We interviewed individuals from organizations of 200 to 200,000 employees, and it uncovered the following challenges:

We rely on internal networks for connections to be made. If you’ve been here a while or are just a good networker, you can make connections.”

“Everyone has to go through our hierarchy to find connections. If you want to talk to someone on another team, you need to go through your boss first.”

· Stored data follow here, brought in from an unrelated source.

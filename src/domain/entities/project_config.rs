use serde::{Deserialize, Serialize};
use std::collections::BTreeMap;
use validator::Validate;

use super::repository_entry::RepositoryEntry;
use crate::domain::value_objects::path_resolver::PathResolver;

/// Current configuration document version
pub const CONFIG_VERSION: &str = "1.0";

/// File name of the configuration document at the project root
pub const CONFIG_FILE_NAME: &str = "project-repos.json";

/// Default scan depth used by `init`
pub const DEFAULT_SCAN_DEPTH: usize = 3;

/// Default remote preferred by discovery and the reachability check
pub const DEFAULT_REMOTE: &str = "origin";

/// The repository-set configuration document (`project-repos.json`)
#[derive(Debug, Clone, PartialEq, Eq, Serialize, Deserialize)]
#[serde(rename_all = "camelCase")]
pub struct ProjectConfig {
    pub version: String,

    pub repositories: Vec<RepositoryEntry>,

    #[serde(default, skip_serializing_if = "Option::is_none")]
    pub groups: Option<BTreeMap<String, GroupConfig>>,

    #[serde(default, skip_serializing_if = "Option::is_none")]
    pub settings: Option<ProjectSettings>,
}

/// Display metadata for a repository group
#[derive(Debug, Clone, PartialEq, Eq, Serialize, Deserialize)]
pub struct GroupConfig {
    #[serde(default, skip_serializing_if = "Option::is_none")]
    pub description: Option<String>,

    #[serde(default, skip_serializing_if = "Option::is_none")]
    pub color: Option<String>,
}

/// Project-wide settings
#[derive(Debug, Clone, PartialEq, Eq, Serialize, Deserialize, Validate)]
#[serde(rename_all = "camelCase")]
pub struct ProjectSettings {
    #[validate(length(min = 1, message = "defaultRemote must not be empty"))]
    pub default_remote: String,

    #[validate(range(min = 1, max = 32, message = "scanDepth must be between 1 and 32"))]
    pub scan_depth: usize,
}

impl Default for ProjectSettings {
    fn default() -> Self {
        Self {
            default_remote: DEFAULT_REMOTE.to_string(),
            scan_depth: DEFAULT_SCAN_DEPTH,
        }
    }
}

impl ProjectConfig {
    /// Create a configuration at the current version
    pub fn new(repositories: Vec<RepositoryEntry>) -> Self {
        Self {
            version: CONFIG_VERSION.to_string(),
            repositories,
            groups: None,
            settings: None,
        }
    }

    pub fn with_settings(mut self, settings: ProjectSettings) -> Self {
        self.settings = Some(settings);
        self
    }

    /// Settings, falling back to defaults when the section is absent
    pub fn effective_settings(&self) -> ProjectSettings {
        self.settings.clone().unwrap_or_default()
    }

    pub fn find_by_name(&self, name: &str) -> Option<&RepositoryEntry> {
        self.repositories.iter().find(|r| r.name == name)
    }

    /// Look up an entry by path, comparing normalized forms
    pub fn find_by_path(&self, path: &str) -> Option<&RepositoryEntry> {
        let wanted = PathResolver::normalize(path);
        self.repositories
            .iter()
            .find(|r| r.normalized_path() == wanted)
    }

    /// Entries selected by an optional `--filter`, in configuration order
    pub fn select(&self, filter: Option<&str>) -> Vec<RepositoryEntry> {
        match filter {
            Some(filter) => self
                .repositories
                .iter()
                .filter(|r| r.matches_filter(filter))
                .cloned()
                .collect(),
            None => self.repositories.clone(),
        }
    }
}
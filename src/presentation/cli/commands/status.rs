use anyhow::Result;
use colored::Colorize;

use super::CommandContext;
use crate::application::services::repo_manager::OperationReport;
use crate::application::use_cases::status_check::{StatusCheckConfig, StatusCheckUseCase};
use crate::domain::entities::operation_results::{GitStatusSummary, RepoStatus};

/// Handler for `repo status`
pub struct StatusCommand {
    pub filter: Option<String>,
    pub timeout: Option<u64>,
    pub verbose: bool,
}

impl StatusCommand {
    pub async fn execute(&self, context: &CommandContext) -> Result<i32> {
        let project = match context.load_config().await {
            Ok(project) => project,
            Err(e) => {
                context.report_error(&e);
                return Ok(1);
            }
        };

        let use_case = StatusCheckUseCase::new(StatusCheckConfig {
            filter: self.filter.clone(),
            timeout_secs: self.timeout,
        });
        let outcome = match use_case.execute(&context.manager(), &project).await {
            Ok(outcome) => outcome,
            Err(e) => {
                context.report_error(&e);
                return Ok(1);
            }
        };

        if let (true, OperationReport::Status(report)) = (context.is_text(), &outcome.report) {
            for result in &report.results {
                self.print_repo(context, result);
            }
        }
        context.finish(&outcome)
    }

    fn print_repo(&self, context: &CommandContext, result: &RepoStatus) {
        let display = &context.display;
        let label = format!("{} ({})", display.format_repo(&result.name), result.path);

        let Some(status) = &result.status else {
            if let Some(error) = &result.error {
                display.failure(&format!("{}: {}", label, error.message), &error.recommendation);
            }
            return;
        };

        let mut line = label;
        if let Some(branch) = &status.branch {
            line.push_str(&format!(" on {}", display.format_branch(branch)));
        } else {
            line.push_str(&format!(" {}", "(detached)".dimmed()));
        }
        if status.is_out_of_sync() {
            line.push_str(&format!(" ↑{} ↓{}", status.ahead, status.behind));
        }

        if status.is_clean() {
            display.success(&format!("{} {}", line, "clean".green()));
        } else {
            display.warning(&format!("{} {}", line, describe_changes(status).yellow()));
        }

        if self.verbose {
            match &status.upstream {
                Some(upstream) => display.print_indented(&format!("upstream: {}", upstream), 1),
                None => display.print_indented("upstream: none", 1),
            }
        }
    }
}

/// e.g. "2 modified, 1 untracked"
fn describe_changes(status: &GitStatusSummary) -> String {
    [
        (status.modified, "modified"),
        (status.added, "added"),
        (status.deleted, "deleted"),
        (status.untracked, "untracked"),
        (status.conflicted, "conflicted"),
    ]
    .iter()
    .filter(|(count, _)| *count > 0)
    .map(|(count, label)| format!("{} {}", count, label))
    .collect::<Vec<_>>()
    .join(", ")
}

“Our newer team members get frustrated trying to make connections and find opportunities because managers tend to go to the same people for projects and help over and over again.”

 

Even in hybrid and dispersed work arrangements, you can connect your people:

  • Create a network that is useful and relevant internally by having profiles in place
  • Allow every employee to search for others, make connections, and be found
  • Streamline the creation of affiliations by automating connections by group, team, skill set, and more
  • Automate internal connections by providing recommendations based on background, interest, and skill sets

 

There are two big reasons to make this happen:

  1. Connected employees are more likely to stay
    According to a study by BetterUp called “The Value of Belonging at Work,” workers with a strong sense of belonging show a 56% increase in job performance and a 50% decrease in turnover risk. The data also showed that employees who feel as though they belong are 167% more likely to recommend their employer as a great place to work.
  2. Connected employees are more productive employees.
    According to McKinsey, the average interaction worker wastes the equivalent of one day a week looking for the right people and information. Unless you applied for a job as “Internal Detective,” this is a frustrating and outdated way to work.

 

Strategy 3: You find Opportunity and Opportunity finds you

One of the top reasons people leave a job is that they think there is more opportunity elsewhere.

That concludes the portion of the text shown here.